[Tarantool-patches] [PATCH vshard 5/6] router: introduce automatic master discovery
Oleg Babin
olegrok at tarantool.org
Fri Jul 2 14:48:20 MSK 2021
Thanks for your patch. See 8 comments below.
On 02.07.2021 01:09, Vladislav Shpilevoy wrote:
> Part of #75
>
> @TarantoolBot document
> Title: VShard router master discovery
>
> Router used not to be able to find master nodes in the configured
> replicasets on its own. It relied only on how they were specified
> in the config.
>
> This becomes a problem when master changes and the change is not
> delivered to the router's config somewhy. For instance, the router
> does not rely on a central config provider. Or it does rely, but
> the provider can't deliver a new config due to any reason.
>
> This is getting especially tricky with built-in automatic master
> elections which are not supported by vshard yet, but they will be,
> they won't depend on any config. Master role won't be pinned to
> one node then.
Is it possible to implement some simple test that shows if RAFT changes
a leader, vshard catches this changes? Of course, it will be test for
new Tarantool versions.
> Now there is a new feature to overcome the master search problem -
> configurable automatic master discovery on the router.
>
> Router goes to the replicasets, marked as having an auto master,
> finds a master in them, and periodically checks if the master is
> still a master.
>
> When a master in a replicaset stops being a master, the router
> walks all nodes of the replicaset and finds who is the new master.
>
> To turn the feature on there is a new option in router's config:
> `master = 'auto'`. It should be specified per-replicaset, and is
> not compatible with specifying a master manually.
>
> This is how a good config looks:
> ```
> config = {
> sharding = {
> <replicaset uuid> = {
> master = 'auto',
> replicas = {...},
> },
> ...
> },
> ...
> }
> ```
>
> This is how a bad config looks:
> ```
> config = {
> sharding = {
> <replicaset uuid> = {
> master = 'auto',
> replicas = {
> <replica uuid1> = {
> master = true,
> ...
> },
> <replica uuid2> = {
> master = false,
> ...
> },
> },
> },
> ...
> },
> ...
> }
> ```
> It will not work, because either `master = 'auto'` can be
> specified, or the master is assigned manually. Not both at the
> same time.
> ---
> test/router/master_discovery.result | 514 ++++++++++++++++++++++++++
> test/router/master_discovery.test.lua | 248 +++++++++++++
> vshard/consts.lua | 5 +
> vshard/error.lua | 5 +
> vshard/replicaset.lua | 203 +++++++++-
> vshard/router/init.lua | 98 ++++-
> 6 files changed, 1051 insertions(+), 22 deletions(-)

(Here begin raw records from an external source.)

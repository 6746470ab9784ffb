//! Supertype hierarchy traversal
//!
//! All lookups walk from a type up through its supertypes, resolving each
//! supertype name against the project index as seen from the type's own
//! project. Walks carry a visited set, so a cyclic chain ends the walk and is
//! reported instead of looping.

use std::collections::HashSet;

use crate::errors::{ProdexError, Result};
use crate::model::{Association, Attribute, Type};
use crate::ops::ModelStore;

/// Result of walking a supertype chain
#[derive(Debug, Clone)]
pub struct Hierarchy<'a> {
    /// Start type first, then its ancestors nearest first
    pub types: Vec<&'a Type>,

    /// Chain of names ending with the revisited type, if the walk hit a cycle
    pub cycle: Option<Vec<String>>,

    /// Supertype name that could not be resolved, if the walk stopped there
    pub unresolved: Option<String>,
}

impl<'a> Hierarchy<'a> {
    pub fn is_cyclic(&self) -> bool {
        self.cycle.is_some()
    }

    /// Ancestors only, nearest first
    pub fn supertypes(&self) -> &[&'a Type] {
        &self.types[1..]
    }

    /// Root-most type first, start type last
    pub fn top_down(&self) -> impl Iterator<Item = &'a Type> + '_ {
        self.types.iter().rev().copied()
    }

    pub fn contains(&self, qualified_name: &str) -> bool {
        self.types.iter().any(|t| t.qualified_name == qualified_name)
    }
}

/// Resolve the direct supertype of `ty` from `ty`'s project
pub fn find_supertype<'a>(store: &'a ModelStore, ty: &Type) -> Option<&'a Type> {
    let name = ty.supertype.as_deref()?;
    store.find_type(&ty.project, name)
}

/// Resolve the twin type `ty` configures
pub fn find_twin_type<'a>(store: &'a ModelStore, ty: &Type) -> Option<&'a Type> {
    let name = ty.configures.as_deref()?;
    store.find_type(&ty.project, name)
}

/// Walk the supertype chain of `start`, stopping at a cycle or dangling name
pub fn walk<'a>(store: &'a ModelStore, start: &'a Type) -> Hierarchy<'a> {
    let mut types = vec![start];
    let mut visited = HashSet::new();
    visited.insert(start.qualified_name.as_str());

    let mut current = start;
    loop {
        let Some(super_name) = current.supertype.as_deref() else {
            return Hierarchy {
                types,
                cycle: None,
                unresolved: None,
            };
        };
        let Some(next) = store.find_type(&current.project, super_name) else {
            return Hierarchy {
                types,
                cycle: None,
                unresolved: Some(super_name.to_string()),
            };
        };
        if !visited.insert(next.qualified_name.as_str()) {
            let mut chain: Vec<String> =
                types.iter().map(|t| t.qualified_name.clone()).collect();
            chain.push(next.qualified_name.clone());
            tracing::warn!(
                type_name = %start.qualified_name,
                chain = %chain.join(" -> "),
                "supertype hierarchy is cyclic"
            );
            return Hierarchy {
                types,
                cycle: Some(chain),
                unresolved: None,
            };
        }
        types.push(next);
        current = next;
    }
}

/// Supertype chain of `ty`, start type first
///
/// # Errors
///
/// Returns `SupertypeCycle` if the chain revisits a type.
pub fn supertype_chain<'a>(store: &'a ModelStore, ty: &'a Type) -> Result<Vec<&'a Type>> {
    let hierarchy = walk(store, ty);
    match hierarchy.cycle {
        Some(chain) => Err(ProdexError::SupertypeCycle {
            type_name: ty.qualified_name.clone(),
            chain,
        }),
        None => Ok(hierarchy.types),
    }
}

/// True if `a` is `b` or one of `a`'s ancestors is `b`
///
/// A cyclic chain is walked up to the repeat and then answered from what
/// was seen; the cycle itself is reported by type validation.
pub fn is_subtype_of(store: &ModelStore, a: &Type, b: &str) -> bool {
    walk(store, a).contains(b)
}

/// True if one of `a`'s ancestors (not `a` itself) is `b`
pub fn is_strict_subtype_of(store: &ModelStore, a: &Type, b: &str) -> bool {
    a.qualified_name != b && is_subtype_of(store, a, b)
}

/// All attributes visible from `ty`, nearest declaration first
///
/// An attribute declared closer to `ty` hides same-named attributes further
/// up the chain.
pub fn find_all_attributes<'a>(store: &'a ModelStore, ty: &'a Type) -> Vec<&'a Attribute> {
    let mut seen = HashSet::new();
    let mut all = Vec::new();
    for t in walk(store, ty).types {
        for attribute in &t.attributes {
            if seen.insert(attribute.name.as_str()) {
                all.push(attribute);
            }
        }
    }
    all
}

/// All associations visible from `ty`, nearest declaration first
///
/// Shadowing is by singular role name, as for attributes.
pub fn find_all_associations<'a>(store: &'a ModelStore, ty: &'a Type) -> Vec<&'a Association> {
    let mut seen = HashSet::new();
    let mut all = Vec::new();
    for t in walk(store, ty).types {
        for association in &t.associations {
            if seen.insert(association.target_role_singular.as_str()) {
                all.push(association);
            }
        }
    }
    all
}

/// Find an attribute by name on `ty` or its nearest ancestor declaring it
pub fn find_attribute<'a>(
    store: &'a ModelStore,
    ty: &'a Type,
    name: &str,
) -> Option<(&'a Type, &'a Attribute)> {
    walk(store, ty)
        .types
        .into_iter()
        .find_map(|t| t.attribute(name).map(|a| (t, a)))
}

/// Find the supertype attribute an overwriting attribute shadows
pub fn find_overwritten_attribute<'a>(
    store: &'a ModelStore,
    ty: &'a Type,
    name: &str,
) -> Option<(&'a Type, &'a Attribute)> {
    walk(store, ty)
        .supertypes()
        .iter()
        .find_map(|t| t.attribute(name).map(|a| (*t, a)))
}

/// Find an association by singular role on `ty` or its ancestors
pub fn find_association<'a>(
    store: &'a ModelStore,
    ty: &'a Type,
    role_singular: &str,
) -> Option<(&'a Type, &'a Association)> {
    walk(store, ty)
        .types
        .into_iter()
        .find_map(|t| t.association(role_singular).map(|a| (t, a)))
}

/// Find an association by singular role on the ancestors of `ty` only
pub fn find_supertype_association<'a>(
    store: &'a ModelStore,
    ty: &'a Type,
    role_singular: &str,
) -> Option<(&'a Type, &'a Association)> {
    walk(store, ty)
        .supertypes()
        .iter()
        .find_map(|t| t.association(role_singular).map(|a| (*t, a)))
}

/// Find an association by plural role on `ty` or its ancestors
pub fn find_association_by_plural<'a>(
    store: &'a ModelStore,
    ty: &'a Type,
    role_plural: &str,
) -> Option<(&'a Type, &'a Association)> {
    if role_plural.is_empty() {
        return None;
    }
    walk(store, ty).types.into_iter().find_map(|t| {
        t.associations
            .iter()
            .find(|a| a.target_role_plural == role_plural)
            .map(|a| (t, a))
    })
}
//! Migration runner
//!
//! Applies pending migrations in order, each in its own transaction, and
//! refuses to run against a database whose applied migrations were changed
//! after the fact.

#![allow(clippy::result_large_err)]

use crate::errors::{checksum_mismatch, from_rusqlite, migration_error, Result};
use crate::migrations::checksums::compute_checksum;
use crate::migrations::embedded::get_migrations;
use rusqlite::{Connection, OptionalExtension};

/// Apply all pending migrations to the database
pub fn apply_migrations(conn: &mut Connection) -> Result<()> {
    create_schema_version_table(conn)?;

    for migration in get_migrations() {
        apply_migration(conn, migration.id, migration.sql)?;
    }
    Ok(())
}

/// Ids of the applied migrations, in application order
pub fn applied_migrations(conn: &Connection) -> Result<Vec<String>> {
    let mut stmt = conn
        .prepare("SELECT migration_id FROM schema_version ORDER BY id")
        .map_err(from_rusqlite)?;
    let ids = stmt
        .query_map([], |row| row.get(0))
        .map_err(from_rusqlite)?
        .collect::<std::result::Result<Vec<String>, _>>()
        .map_err(from_rusqlite)?;
    Ok(ids)
}

fn create_schema_version_table(conn: &Connection) -> Result<()> {
    conn.execute(
        "CREATE TABLE IF NOT EXISTS schema_version (
            id INTEGER PRIMARY KEY,
            migration_id TEXT NOT NULL UNIQUE,
            applied_at INTEGER NOT NULL,
            checksum TEXT NOT NULL
        )",
        [],
    )
    .map_err(from_rusqlite)?;
    Ok(())
}

fn apply_migration(conn: &mut Connection, migration_id: &str, sql: &str) -> Result<()> {
    let checksum = compute_checksum(sql);

    let recorded: Option<String> = conn
        .query_row(
            "SELECT checksum FROM schema_version WHERE migration_id = ?1",
            [migration_id],
            |row| row.get(0),
        )
        .optional()
        .map_err(from_rusqlite)?;

    if let Some(recorded) = recorded {
        if recorded != checksum {
            return Err(checksum_mismatch(migration_id, &recorded, &checksum));
        }
        return Ok(());
    }

    let tx = conn.transaction().map_err(from_rusqlite)?;
    tx.execute_batch(sql)
        .map_err(|e| migration_error(migration_id, &e.to_string()))?;

    let now = chrono::Utc::now().timestamp();
    tx.execute(
        "INSERT INTO schema_version (migration_id, applied_at, checksum) VALUES (?1, ?2, ?3)",
        rusqlite::params![migration_id, now, checksum],
    )
    .map_err(from_rusqlite)?;
    tx.commit().map_err(from_rusqlite)?;

    tracing::debug!(migration_id, "migration applied");
    Ok(())
}

#[cfg(test)]
mod tests {
    use super::*;

    #[test]
    fn test_apply_twice_is_idempotent() {
        let mut conn = Connection::open_in_memory().unwrap();
        apply_migrations(&mut conn).unwrap();
        apply_migrations(&mut conn).unwrap();
        assert_eq!(applied_migrations(&conn).unwrap(), vec!["001_component_store"]);
    }

    #[test]
    fn test_tampered_checksum_is_rejected() {
        let mut conn = Connection::open_in_memory().unwrap();
        apply_migrations(&mut conn).unwrap();
        conn.execute(
            "UPDATE schema_version SET checksum = 'stale' WHERE migration_id = '001_component_store'",
            [],
        )
        .unwrap();

        let err = apply_migrations(&mut conn).unwrap_err();
        assert_eq!(err.op(), Some("migration_checksum"));
    }
}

> create mode 100644 test/router/master_discovery.result
> create mode 100644 test/router/master_discovery.test.lua
>
>
>
> diff --git a/vshard/consts.lua b/vshard/consts.lua
> index 47a893b..66a09ae 100644
> --- a/vshard/consts.lua
> +++ b/vshard/consts.lua
> @@ -52,6 +52,11 @@ return {
> DISCOVERY_WORK_STEP = 0.01,
> DISCOVERY_TIMEOUT = 10,
>
> + MASTER_SEARCH_IDLE_INTERVAL = 5,
> + MASTER_SEARCH_WORK_INTERVAL = 0.5,
> + MASTER_SEARCH_BACKOFF_INTERVAL = 5,
> + MASTER_SEARCH_TIEMOUT = 5,
> +
> TIMEOUT_INFINITY = 500 * 365 * 86400,
> DEADLINE_INFINITY = math.huge,
> }
> diff --git a/vshard/error.lua b/vshard/error.lua
> index bcbcd71..e2d1a31 100644
> --- a/vshard/error.lua
> +++ b/vshard/error.lua
> @@ -153,6 +153,11 @@ local error_message_template = {
> name = 'BUCKET_RECV_DATA_ERROR',
> msg = 'Can not receive the bucket %s data in space "%s" at tuple %s: %s',
> args = {'bucket_id', 'space', 'tuple', 'reason'},
> + },
> + [31] = {
> + name = 'MULTIPLE_MASTERS_FOUND',
> + msg = 'Found more than one master in replicaset %s on nodes %s and %s',
> + args = {'replicaset_uuid', 'master1', 'master2'},
> }
> }
Is it possible to test this error?
>
> diff --git a/vshard/replicaset.lua b/vshard/replicaset.lua
> index fa048c9..7747258 100644
> --- a/vshard/replicaset.lua
> +++ b/vshard/replicaset.lua
> @@ -25,6 +25,10 @@
> -- }
> -- },
> -- master = <master server from the array above>,
> +-- master_cond = <condition variable signaled when the replicaset finds or
> +-- changes its master>,
> +-- is_auto_master = <true when is configured to find the master on
> +-- its own>,
> -- replica = <nearest available replica object>,
> -- balance_i = <index of a next replica in priority_list to
> -- use for a load-balanced request>,
> @@ -55,6 +59,8 @@ local luuid = require('uuid')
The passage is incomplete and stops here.